HABLANDO SOBRE LA DESPENALIZACIÓN DE LA DOSIS MÍNIMA
Hoy, la Corte
Constitucional acaba de despenalizar el porte y consumo de la dosis mínima
personal de marihuana y cocaína, hecho que despierta un dilema entre los
beneficios y perjuicios de esta medida.
Como posición personal,
pienso que el consumo de sustancias psicoactivas depende exclusivamente de la
voluntad y el libre desarrollo de la personalidad de la persona, siempre y
cuando estas libertades no perjudiquen las del otro; así como lo es el consumo de cigarrillo y licor.
Ahora veamos,
el punto a favor y único que
objetivamente encuentro en esta medida,
es la descongestión de los despachos judiciales, puesto que por dar trámite a
este tipo de delitos menores, muchos presuntos delincuentes acusados por actos
de mayor gravidez son puestos en
libertad por no poderse adelantar el proceso en las 36 horas posteriores a la
captura que fija la ley.
Pero no se
puede tapar un hueco destapando otros, y el problema de fondo de esta medida no
puede limitarse en el consumo de la sustancia, sino en su procedencia.

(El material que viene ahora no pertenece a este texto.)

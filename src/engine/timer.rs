use std::time::Duration;

use crate::utils::AppInstant;

/// Handle for the periodic advance. Exists only while the window is running;
/// dropping it is how the timer is cancelled.
#[derive(Debug, Clone)]
pub struct TickTimer {
    period: Duration,
    next_due: AppInstant,
}

impl TickTimer {
    pub fn start(now: AppInstant, period: Duration) -> Self {
        let period = period.max(Duration::from_millis(1));
        Self {
            period,
            next_due: now + period,
        }
    }

    /// How many ticks have fallen due by `now`, consuming them.
    /// A late frame gets every missed tick, so the rate stays one per period.
    pub fn take_due(&mut self, now: AppInstant) -> u32 {
        if now < self.next_due {
            return 0;
        }
        let overdue = now.duration_since(self.next_due);
        let extra = (overdue.as_nanos() / self.period.as_nanos()) as u32;
        let due = extra + 1;
        self.next_due += self.period * due;
        due
    }

    pub fn remaining(&self, now: AppInstant) -> Duration {
        self.next_due.saturating_duration_since(now)
    }
}

#[cfg(test)]
mod tests {
    use super::*;

    const SEC: Duration = Duration::from_secs(1);

    #[test]
    fn nothing_due_before_first_period() {
        let t0 = AppInstant::now();
        let mut timer = TickTimer::start(t0, SEC);
        assert_eq!(timer.take_due(t0), 0);
        assert_eq!(timer.take_due(t0 + Duration::from_millis(999)), 0);
        assert_eq!(timer.remaining(t0), SEC);
    }

    #[test]
    fn one_tick_per_period() {
        let t0 = AppInstant::now();
        let mut timer = TickTimer::start(t0, SEC);
        assert_eq!(timer.take_due(t0 + SEC), 1);
        assert_eq!(timer.take_due(t0 + SEC), 0);
        assert_eq!(timer.take_due(t0 + Duration::from_millis(1500)), 0);
        assert_eq!(timer.take_due(t0 + 2 * SEC), 1);
    }

    #[test]
    fn late_poll_catches_up_without_drift() {
        let t0 = AppInstant::now();
        let mut timer = TickTimer::start(t0, SEC);
        assert_eq!(timer.take_due(t0 + Duration::from_millis(3500)), 3);
        assert_eq!(timer.remaining(t0 + Duration::from_millis(3500)), Duration::from_millis(500));
        assert_eq!(timer.take_due(t0 + 4 * SEC), 1);
    }
}
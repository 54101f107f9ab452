//! Seller commission model.

use chrono::{DateTime, Utc};
use serde::{Deserialize, Serialize};

use super::{CommissionId, CommissionStatus, OrderId, UserId};

/// A commission owed to a seller for one order.
///
/// Both `user_id` and `order_id` are weak references: they name other
/// entities without enforced referential integrity.
#[derive(Debug, Clone, PartialEq, Serialize, Deserialize)]
#[serde(rename_all = "camelCase")]
pub struct Commission {
    /// Unique identifier.
    pub id: CommissionId,
    /// Weak reference to the earning seller.
    pub user_id: UserId,
    /// Weak reference to the originating order.
    pub order_id: OrderId,
    /// Commission value.
    pub amount: f64,
    /// Payout state.
    pub status: CommissionStatus,
    /// Creation timestamp.
    pub created_at: DateTime<Utc>,
}

#[cfg(test)]
mod tests {
    use super::*;

    #[test]
    fn deserialize_commission() {
        let json = r#"{
            "id": "c-1",
            "userId": "u-2",
            "orderId": "o-3",
            "amount": 42.5,
            "status": "pending",
            "createdAt": "2024-03-01T12:00:00Z"
        }"#;
        let commission: Commission = serde_json::from_str(json).unwrap();
        assert_eq!(commission.id, CommissionId::new("c-1".to_owned()));
        assert_eq!(commission.user_id, UserId::new("u-2".to_owned()));
        assert_eq!(commission.order_id, OrderId::new("o-3".to_owned()));
        assert!((commission.amount - 42.5).abs() < f64::EPSILON);
        assert_eq!(commission.status, CommissionStatus::Pending);
    }

    #[test]
    fn serialize_roundtrip() {
        let commission = Commission {
            id: CommissionId::new("c-1".to_owned()),
            user_id: UserId::new("u-1".to_owned()),
            order_id: OrderId::new("o-1".to_owned()),
            amount: 10.0,
            status: CommissionStatus::Paid,
            created_at: DateTime::from_timestamp(1_700_000_000, 0).unwrap(),
        };
        let json = serde_json::to_string(&commission).unwrap();
        assert!(json.contains(r#""orderId""#));
        let deserialized: Commission = serde_json::from_str(&json).unwrap();
        assert_eq!(deserialized, commission);
    }
}
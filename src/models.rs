//! Data models for the back-office entities.
//!
//! This module contains strongly-typed representations of the three
//! fixture collections, newtype ID wrappers, and enumeration types for
//! constrained values. The wire format is camelCase JSON.

mod commission;
mod enums;
mod ids;
mod order;
mod user;

pub use commission::Commission;
pub use enums::{CommissionStatus, OrderStatus, UserRole, UserStatus};
pub use ids::{CommissionId, OrderId, OrderItemId, UserId};
pub use order::{Order, OrderItem};
pub use user::User;
/// Arguments for the `users` subcommand.
#[derive(Debug, Args)]
struct UsersArgs {
    /// Search term matched against name or email (case-insensitive).
    #[arg(long)]
    search: Option<String>,
    /// Filter by status (active | inactive).
    #[arg(long, value_parser = parse_user_status)]
    status: Option<UserStatus>,
    /// Filter by role (admin | seller | customer).
    #[arg(long, value_parser = parse_user_role)]
    role: Option<UserRole>,
}

/// Arguments for the `orders` subcommand.
#[derive(Debug, Args)]
struct OrdersArgs {
    /// Filter by status (pending | processing | completed | cancelled).
    #[arg(long, value_parser = parse_order_status)]
    status: Option<OrderStatus>,
    /// Sort key (date | value). Defaults to date.
    #[arg(long, value_parser = parse_sort_key)]
    sort: Option<OrderSortKey>,
    /// Sort ascending instead of the default descending.
    #[arg(long)]
    ascending: bool,
}

/// Arguments for the `commissions` subcommand.
#[derive(Debug, Args)]
struct CommissionsArgs {
    /// Filter by status (pending | paid).
    #[arg(long, value_parser = parse_commission_status)]
    status: Option<CommissionStatus>,
}

/// Arguments for the `user` subcommand.
#[derive(Debug, Args)]
struct UserArgs {
    /// User identifier.
    id: String,
    /// Set a new display name before showing the record.
    #[arg(long)]
    name: Option<String>,
    /// Set a new email address before showing the record.
    #[arg(long)]
    email: Option<String>,
    /// Flip the activation status before showing the record.
    #[arg(long)]
    toggle_status: bool,
}

/// Arguments for the `order` subcommand.
#[derive(Debug, Args)]
struct OrderArgs {
    /// Order identifier.
    id: String,
    /// Set a new status before showing the record.
    #[arg(long, value_parser = parse_order_status)]
    status: Option<OrderStatus>,
}

/// Parses a user status string for clap.
fn parse_user_status(s: &str) -> Result<UserStatus, String> {
    match s {
        "active" => Ok(UserStatus::Active),
        "inactive" => Ok(UserStatus::Inactive),
        other => Err(format!("unknown status: {other} (expected active | inactive)")),
    }
}

/// Parses a user role string for clap.
fn parse_user_role(s: &str) -> Result<UserRole, String> {
    match s {
        "admin" => Ok(UserRole::Admin),
        "seller" => Ok(UserRole::Seller),
        "customer" => Ok(UserRole::Customer),
        other => Err(format!(
            "unknown role: {other} (expected admin | seller | customer)"
        )),
    }
}

/// Parses an order status string for clap.
fn parse_order_status(s: &str) -> Result<OrderStatus, String> {
    match s {
        "pending" => Ok(OrderStatus::Pending),
        "processing" => Ok(OrderStatus::Processing),
        "completed" => Ok(OrderStatus::Completed),
        "cancelled" => Ok(OrderStatus::Cancelled),
        other => Err(format!(
            "unknown status: {other} (expected pending | processing | completed | cancelled)"
        )),
    }
}

/// Parses a commission status string for clap.
fn parse_commission_status(s: &str) -> Result<CommissionStatus, String> {
    match s {
        "pending" => Ok(CommissionStatus::Pending),
        "paid" => Ok(CommissionStatus::Paid),
        other => Err(format!("unknown status: {other} (expected pending | paid)")),
    }
}

/// Parses a sort key string for clap.
fn parse_sort_key(s: &str) -> Result<OrderSortKey, String> {
    match s {
        "date" => Ok(OrderSortKey::Date),
        "value" => Ok(OrderSortKey::Value),
        other => Err(format!("unknown sort key: {other} (expected date | value)")),
    }
}

/// Runs the CLI, returning an appropriate exit code.
fn run() -> io::Result<ExitCode> {
    tracing_subscriber::fmt()
        .with_env_filter(
            tracing_subscriber::EnvFilter::try_from_default_env()
                .unwrap_or_else(|_| tracing_subscriber::EnvFilter::new("info")),
        )
        .init();

    let _dotenv = dotenvy::dotenv();

    let cli = Cli::parse();

    let mut builder = BackofficeBlocking::builder();
    if let Some(url) = cli.base_url {
        builder = builder.base_url(url);
    }
    if let Some(ms) = cli.latency_ms {
        builder = builder.latency(Duration::from_millis(ms));
    }
    let facade = match builder.build() {
        Ok(facade) => facade,
        Err(err) => {
            writeln!(
                io::stderr().lock(),
                "{} failed to build client: {err}",
                "error:".red().bold()
            )?;
            return Ok(ExitCode::FAILURE);
        }
    };

    dispatch(&facade, cli.command)
}

/// Dispatches to the appropriate subcommand handler.
fn dispatch(facade: &BackofficeBlocking, command: Command) -> io::Result<ExitCode> {
    match command {
        Command::Dashboard => cmd_dashboard(facade),
        Command::Users(args) => cmd_users(facade, &args),
        Command::Orders(args) => cmd_orders(facade, &args),
        Command::Commissions(args) => cmd_commissions(facade, &args),
        Command::User(args) => cmd_user(facade, args),
        Command::Order(args) => cmd_order(facade, args),
    }
}

/// Prints a store error inline, the way the views surface it.
fn print_load_error(message: &str) -> io::Result<()> {
    writeln!(
        io::stderr().lock(),
        "{} {message}",
        "error:".red().bold()
    )
}

/// Executes the `dashboard` subcommand.
fn cmd_dashboard(facade: &BackofficeBlocking) -> io::Result<ExitCode> {
    let spinner = make_spinner("Loading fixtures...");
    facade.load_all();
    spinner.finish_and_clear();

    let view = facade.dashboard_view();
    for store_error in [
        facade.users_store().error(),
        facade.orders_store().error(),
        facade.commissions_store().error(),
    ]
    .into_iter()
    .flatten()
    {
        print_load_error(&store_error)?;
    }

    let stats = view.stats();
    let mut out = io::stdout().lock();
    writeln!(out, "{}", "Overview".green().bold())?;
    writeln!(out)?;

    let mut table = Table::new();
    _ = table.load_preset(UTF8_FULL);
    _ = table.set_header(vec![
        Cell::new("Metric").fg(Color::Cyan),
        Cell::new("Value").fg(Color::Cyan),
    ]);
    _ = table.add_row(vec![
        Cell::new("Total users"),
        Cell::new(stats.total_users),
    ]);
    _ = table.add_row(vec![
        Cell::new("Active users"),
        Cell::new(stats.active_users),
    ]);
    _ = table.add_row(vec![
        Cell::new("Total orders"),
        Cell::new(stats.total_orders),
    ]);
    _ = table.add_row(vec![
        Cell::new("Orders value"),
        Cell::new(format!("{:.2}", stats.total_orders_value)),
    ]);
    _ = table.add_row(vec![
        Cell::new("Commissions"),
        Cell::new(format!("{:.2}", stats.total_commissions)),
    ]);
    writeln!(out, "{table}")?;
    Ok(ExitCode::SUCCESS)
}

Si se
mira en términos económicos, esta medida es un claro estímulo para que se
incremente la demanda de estas sustancias, lo que a su vez va a beneficiar las
utilidades de los comercializadores; ¿y quiénes son?, las bandas criminales, las mismas que cobran extorsiones
en los barrios, que tienen a las ciudades cercadas por combos, las que han
derramado la sangre de miles de Colombianos por mantener presencia en este
negocio y además, quienes le generan grandes pérdidas al presupuesto Nacional, -que podría ser
invertido en otras problemáticas sociales- para infructíferamente tratar de
controlarlas.
Teniendo en
cuenta los argumentos anteriormente planteados,
hoy en Colombia son más grandes los perjuicios que los beneficios de
esta medida. No se puede combatir las bandas criminales por una parte mientras
por la otra, se le brindan políticas que
les permitan fortalecer sus finanzas. Por ende, si bien defiendo la libertad
del consumidor, no puedo equipararlo con la problemática que se genera paralelamente
a nivel social.
Por último, digo que estaría a favor de la despenalización de la dosis personal,
el día en que cada consumidor se encargue también de producirla sin ánimos de
lucro o bien cuando la producción de la misma, sea por parte de personas u organizaciones
reguladas por la ley, no por la delincuencia y el terrorismo como sucede hasta
el día de hoy. Además, considero necesaria la implementación de una regulación estricta para el consumidor, que permita mitigar los problemas de salud y orden publico que acarrea el consumo de sustancias psicoactivas.